Nick Cave and the Bad Seeds (Australia)
Tender Prey (1988)
11 tracks, 54 minutes
Spotify ∙ iTunes
I don’t know why, but this album always makes me think of the Oliver Stone film Natural Born Killers. I reckoned it was because it may have been used as part of the soundtrack, but I looked it up and nope, no Nick Cave there at all. I think it must be because they both share a similar vibe, or maybe aesthetic. The most memorable and exciting moments of each are made up of an unsettlingly entertaining combination of ultra-violence and bleakness with a twinkle-eyed but pitch-black humour and a haunting beauty. Tender Prey’s songs are catchy like pop songs, but you won’t want to catch yourself idly singing these lyrics in public.

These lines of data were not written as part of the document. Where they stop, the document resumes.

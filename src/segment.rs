//! Segment — the one persisted drawing primitive.
//!
//! DESIGN
//! ======
//! A segment is a straight line between two points stored as fractions of
//! the surface's CSS box, so a drawing replays at the same relative place on
//! any screen size or pixel density. Segments are immutable: editing the
//! board means inserting or deleting rows, never updating one.
//!
//! WIRE FORMAT
//! ===========
//! Stores, REST bodies, and change-feed payloads all carry the flat row
//! `{id, x0, y0, x1, y1, color, width, created_at}`. `id` and `created_at`
//! are assigned by the store and absent on segments that were never written.

#[cfg(test)]
#[path = "segment_test.rs"]
mod segment_test;

use serde::{Deserialize, Serialize};

use crate::brush::is_hex_color;
use crate::geometry::Point;

#[derive(Debug, Clone, PartialEq, thiserror::Error)]
pub enum SegmentError {
    #[error("segment endpoint is not finite")]
    NonFiniteEndpoint,
    #[error("segment width must be positive: {0}")]
    InvalidWidth(f64),
    #[error("segment color is not hex: {0:?}")]
    InvalidColor(String),
}

/// A straight line with normalized endpoints.
#[derive(Debug, Clone, PartialEq, Serialize, Deserialize)]
#[serde(from = "SegmentRow", into = "SegmentRow")]
pub struct Segment {
    /// Store-assigned row id.
    pub id: Option<i64>,
    pub start: Point,
    pub end: Point,
    pub color: String,
    /// Width in CSS pixels at render time.
    pub stroke_width: f64,
    /// Store-assigned ordering timestamp, milliseconds since Unix epoch.
    pub created_at: Option<i64>,
}

impl Segment {
    /// A segment that has not been written anywhere yet.
    pub fn new(start: Point, end: Point, color: impl Into<String>, stroke_width: f64) -> Self {
        Self { id: None, start, end, color: color.into(), stroke_width, created_at: None }
    }

    /// Whether the store has assigned this segment an identity.
    #[must_use]
    pub fn is_persisted(&self) -> bool {
        self.id.is_some()
    }

    /// Check that the segment can be rendered and stored.
    ///
    /// Endpoints are allowed outside `[0, 1]`: a touch drag keeps reporting
    /// positions after it leaves the surface.
    ///
    /// # Errors
    ///
    /// Returns the first problem found.
    pub fn validate(&self) -> Result<(), SegmentError> {
        if !(self.start.is_finite() && self.end.is_finite()) {
            return Err(SegmentError::NonFiniteEndpoint);
        }
        if !(self.stroke_width.is_finite() && self.stroke_width > 0.0) {
            return Err(SegmentError::InvalidWidth(self.stroke_width));
        }
        if !is_hex_color(&self.color) {
            return Err(SegmentError::InvalidColor(self.color.clone()));
        }
        Ok(())
    }
}

/// Flat row shape shared by every store and the HTTP surface.
#[derive(Debug, Clone, Serialize, Deserialize)]
struct SegmentRow {
    #[serde(default, skip_serializing_if = "Option::is_none")]
    id: Option<i64>,
    x0: f64,
    y0: f64,
    x1: f64,
    y1: f64,
    color: String,
    width: f64,
    #[serde(default, skip_serializing_if = "Option::is_none")]
    created_at: Option<i64>,
}

impl From<SegmentRow> for Segment {
    fn from(row: SegmentRow) -> Self {
        Self {
            id: row.id,
            start: Point::new(row.x0, row.y0),
            end: Point::new(row.x1, row.y1),
            color: row.color,
            stroke_width: row.width,
            created_at: row.created_at,
        }
    }
}

impl From<Segment> for SegmentRow {
    fn from(segment: Segment) -> Self {
        Self {
            id: segment.id,
            x0: segment.start.x,
            y0: segment.start.y,
            x1: segment.end.x,
            y1: segment.end.y,
            color: segment.color,
            width: segment.stroke_width,
            created_at: segment.created_at,
        }
    }
}
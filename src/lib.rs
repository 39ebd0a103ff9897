//! Shared drawing board for the portfolio site.
//!
//! Visitors draw freehand on a raster surface. Every pointer move becomes a
//! straight line segment that is rendered immediately, normalized against the
//! surface's CSS box, batched, and written to a [`store::RemoteStore`]. The
//! store's change feed fans new segments out to every mounted board, so all
//! copies of the page converge on the same drawing.
//!
//! ## Module layout
//!
//! | Module | Role |
//! |--------|------|
//! | [`board`] | Owning component: one surface + one replicator + change-feed pump |
//! | [`surface`] | Raster ownership, stroke sessions, local rendering |
//! | [`replicator`] | Pending buffer, flush state machine, replay |
//! | [`store`] | `RemoteStore` seam and its memory / Postgres / HTTP backends |
//! | [`segment`] | The persisted line primitive and its wire row |
//! | [`brush`] | Current color and stroke width |
//! | [`geometry`] | Points, CSS box, device pixel ratio |
//! | [`input`] | Pointer and touch input translation |
//! | [`raster`] | Raster trait and the headless [`raster::DisplayList`] |
//! | [`notify`] | User-visible error notifications |
//! | [`config`] | Board and host configuration |
//! | [`routes`], [`state`], [`db`] | The board host's HTTP surface |

pub mod board;
pub mod brush;
pub mod config;
pub mod consts;
pub mod db;
pub mod geometry;
pub mod input;
pub mod notify;
pub mod raster;
pub mod replicator;
pub mod routes;
pub mod segment;
pub mod state;
pub mod store;
pub mod surface;
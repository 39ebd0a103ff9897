#[cfg(test)]
#[path = "geometry_test.rs"]
mod geometry_test;

/// A point in client, surface-local, or normalized space.
#[derive(Debug, Clone, Copy, PartialEq)]
pub struct Point {
    pub x: f64,
    pub y: f64,
}

impl Point {
    #[must_use]
    pub fn new(x: f64, y: f64) -> Self {
        Self { x, y }
    }

    /// Whether both coordinates are finite numbers.
    #[must_use]
    pub fn is_finite(self) -> bool {
        self.x.is_finite() && self.y.is_finite()
    }
}

/// The surface's displayed box and the device pixel ratio it is shown at.
///
/// `left` / `top` / `width` / `height` are in CSS pixels relative to the
/// client area, the same numbers a bounding-client-rect reports.
#[derive(Debug, Clone, Copy, PartialEq)]
pub struct Viewport {
    pub left: f64,
    pub top: f64,
    pub width: f64,
    pub height: f64,
    pub dpr: f64,
}

impl Default for Viewport {
    fn default() -> Self {
        Self { left: 0.0, top: 0.0, width: 0.0, height: 0.0, dpr: 1.0 }
    }
}

impl Viewport {
    /// A viewport anchored at the client origin.
    #[must_use]
    pub fn new(width: f64, height: f64, dpr: f64) -> Self {
        Self { left: 0.0, top: 0.0, width, height, dpr }
    }

    #[must_use]
    pub fn with_origin(mut self, left: f64, top: f64) -> Self {
        self.left = left;
        self.top = top;
        self
    }

    /// Device pixel ratio, falling back to 1 when unset or nonsensical.
    #[must_use]
    pub fn scale(&self) -> f64 {
        if self.dpr.is_finite() && self.dpr > 0.0 { self.dpr } else { 1.0 }
    }

    /// Whether the box has no drawable area.
    #[must_use]
    pub fn is_empty(&self) -> bool {
        !(self.width > 0.0 && self.height > 0.0)
    }

    /// Backing-store resolution in device pixels: CSS size × DPR.
    #[must_use]
    #[allow(clippy::cast_possible_truncation, clippy::cast_sign_loss)]
    pub fn backing_size(&self) -> (u32, u32) {
        let to_px = |css: f64| {
            let px = (css * self.scale()).round();
            if px.is_finite() && px > 0.0 { px.min(f64::from(u32::MAX)) as u32 } else { 0 }
        };
        (to_px(self.width), to_px(self.height))
    }

    /// Convert a client-space point to surface-local CSS pixels.
    #[must_use]
    pub fn client_to_local(&self, client: Point) -> Point {
        Point { x: client.x - self.left, y: client.y - self.top }
    }

    /// Convert a surface-local point to fractions of the CSS box.
    ///
    /// An empty box maps everything to the origin.
    #[must_use]
    pub fn normalize(&self, local: Point) -> Point {
        if self.is_empty() {
            return Point::new(0.0, 0.0);
        }
        Point { x: local.x / self.width, y: local.y / self.height }
    }

    /// Convert fractions of the CSS box back to surface-local CSS pixels.
    #[must_use]
    pub fn denormalize(&self, normalized: Point) -> Point {
        Point { x: normalized.x * self.width, y: normalized.y * self.height }
    }
}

I really like the subversion of styles that Cave uses here, and things are never usually as they sound. ‘Deanna’ is an up-tempo gospel song that tells a gruesome story with a bug-eyed and manic delivery from all musicians involved; ‘Up Jumped the Devil’ is a work song suitable for mining brimstone in hell. The album is also relentless. There is a darkness to every single track in some way, whether it be subject matter, musically or just in the slightly weird and disturbing production. It’s also in the tracks themselves: both ‘The Mercy Seat’ and ‘Up Jumped the Devil’ end up in just a rolling and roiling jumble of sounds, repeated and overlapping phrases that get more and more demented the longer they tumble along together. As an exercise in atmosphere curation, Tender Prey is a masterwork.
And for all that, Cave doesn’t enjoy it at all. He’s been quoted as saying he doesn’t particularly like the songs, or the performances, or the production. His later disappointment (even revulsion?) in the result is a little understandable from a personal level – the album was made at a dark point in his life, at the height of his heroin abuse, living in a foreign country with a band wracked with disagreements and divisions. I reckon it’s natural to resent anything that comes from those origins. But those pressures somehow resulted in – from a neutral standpoint – an amazing album that reflects the darkness of its birth without seemingly any effect on its quality as a piece of art. This is not an album I could listen to every day. In fact, I’ve not listened to it for years. But when I do break it out, I revel in it all over again in disconcerted joy. Back into the CD rack for another few years, then.
Yes! a Nick Cave album. You have picked an album from the Blixa Bargeld era.
ReplyDeleteI consider him to be pivotal in the best albums from NC.
Blixa as a Bad Seed I witnessed several times at the Man/c Apollo.
Saying all that, the best NC gig I've seen was his solo tour, I was front row, middle at the L/pool Philharmonic nearly under one of his piano legs and when he smashed out West Country Girl as an opener it was let's say very special.
All said and done the NC album I return to most is No More Shall We Part which for me shows his tenderness.
Anyway less about me talking on your blog but Jim does anyone else comment on your BOSS! album blog?